● ACTIVITY: Filter the entries down to the lines containing "None", and copy those lines.

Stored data

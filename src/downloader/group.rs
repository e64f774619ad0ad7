//! HTTP 下载任务组
//!
//! 在通用任务组之上增加组级传输速率：定时采样执行中任务的累计字节数，
//! 速率取本次采样与上次结果的平均值，平滑抖动。

use super::task::HttpFileDownloadTask;
use crate::config::DownloadConfig;
use crate::task::{GroupHooks, GroupStatus, Task, TaskGroup, TaskOutcome, WeakTaskGroup};
use parking_lot::Mutex;
use std::collections::HashMap;
use std::ops::Deref;
use std::sync::Arc;
use std::time::{Duration, Instant};
use tokio::time::MissedTickBehavior;
use tracing::debug;
use uuid::Uuid;

struct SamplerState {
    /// 任务组执行期间才采样
    active: bool,
    /// 每个执行中任务上次采样时的累计字节数
    baselines: HashMap<Uuid, u64>,
    /// 两次采样之间结束的任务留下的字节数
    residual: u64,
    previous: Option<u64>,
    last_sample: Instant,
}

/// 组级速率采样器
pub struct RateSampler {
    state: Mutex<SamplerState>,
}

impl Default for RateSampler {
    fn default() -> Self {
        Self::new()
    }
}

impl RateSampler {
    pub fn new() -> Self {
        Self {
            state: Mutex::new(SamplerState {
                active: false,
                baselines: HashMap::new(),
                residual: 0,
                previous: None,
                last_sample: Instant::now(),
            }),
        }
    }

    /// 采样一次并写入状态快照，返回是否需要发出 StatusChanged
    pub fn sample(&self, running: &[Arc<HttpFileDownloadTask>], status: &mut GroupStatus) -> bool {
        self.sample_at(running, status, Instant::now())
    }

    fn sample_at(
        &self,
        running: &[Arc<HttpFileDownloadTask>],
        status: &mut GroupStatus,
        now: Instant,
    ) -> bool {
        let mut st = self.state.lock();
        if !st.active {
            return false;
        }
        let mut bytes = std::mem::take(&mut st.residual);
        for task in running {
            let current = task.transferred();
            let baseline = st.baselines.entry(task.core().id()).or_insert(current);
            bytes += current.saturating_sub(*baseline);
            *baseline = current;
        }

        let secs = now.saturating_duration_since(st.last_sample).as_secs_f64();
        st.last_sample = now;
        let rate = if secs > 0.0 {
            (bytes as f64 / secs) as u64
        } else {
            0
        };
        let smoothed = match st.previous {
            Some(prev) => (rate + prev) / 2,
            None => rate,
        };
        st.previous = Some(smoothed);

        let changed = status.transfer_rate != Some(smoothed);
        status.transfer_rate = Some(smoothed);
        changed
    }
}

impl GroupHooks<HttpFileDownloadTask> for RateSampler {
    fn on_started(&self, status: &mut GroupStatus) {
        let mut st = self.state.lock();
        st.active = true;
        st.baselines.clear();
        st.residual = 0;
        st.previous = None;
        st.last_sample = Instant::now();
        status.transfer_rate = Some(0);
    }

    fn on_stopped(&self, status: &mut GroupStatus) {
        self.state.lock().active = false;
        status.transfer_rate = Some(0);
    }

    fn on_task_started(&self, task: &Arc<HttpFileDownloadTask>, _status: &mut GroupStatus) {
        self.state
            .lock()
            .baselines
            .insert(task.core().id(), task.transferred());
    }

    fn on_task_completed(
        &self,
        task: &Arc<HttpFileDownloadTask>,
        _outcome: &TaskOutcome,
        _status: &mut GroupStatus,
    ) {
        let mut st = self.state.lock();
        if let Some(baseline) = st.baselines.remove(&task.core().id()) {
            st.residual += task.transferred().saturating_sub(baseline);
        }
    }
}

/// HTTP 下载任务组，解引用为通用任务组
#[derive(Clone)]
pub struct HttpDownloadGroup {
    group: TaskGroup<HttpFileDownloadTask>,
    sampler: Arc<RateSampler>,
}

impl HttpDownloadGroup {
    pub fn new(name: impl Into<String>, config: &DownloadConfig) -> Self {
        let sampler = Arc::new(RateSampler::new());
        let group = TaskGroup::with_hooks(
            name,
            config.max_concurrent_downloads,
            sampler.clone() as Arc<dyn GroupHooks<HttpFileDownloadTask>>,
        );
        spawn_rate_timer(group.downgrade(), sampler.clone(), config.rate_sample_interval());
        Self { group, sampler }
    }

    pub fn group(&self) -> &TaskGroup<HttpFileDownloadTask> {
        &self.group
    }

    /// 立即采样一次
    pub fn sample_now(&self) {
        let sampler = self.sampler.clone();
        self.group
            .refresh_status(move |running, status| sampler.sample(running, status));
    }

    pub fn transfer_rate(&self) -> u64 {
        self.group.status().transfer_rate.unwrap_or(0)
    }
}

impl Deref for HttpDownloadGroup {
    type Target = TaskGroup<HttpFileDownloadTask>;

    fn deref(&self) -> &Self::Target {
        &self.group
    }
}

fn spawn_rate_timer(
    weak: WeakTaskGroup<HttpFileDownloadTask>,
    sampler: Arc<RateSampler>,
    period: Duration,
) {
    tokio::spawn(async move {
        let mut ticker = tokio::time::interval(period);
        ticker.set_missed_tick_behavior(MissedTickBehavior::Delay);
        ticker.tick().await;

        loop {
            ticker.tick().await;
            let Some(group) = weak.upgrade() else {
                break;
            };
            if !group.is_busy() {
                continue;
            }
            let sampler = sampler.clone();
            group.refresh_status(move |running, status| sampler.sample(running, status));
        }
        debug!("速率采样定时器退出");
    });
}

● YOUR RESPONSE:
                previous: None,
            None => rate,
        st.previous = None;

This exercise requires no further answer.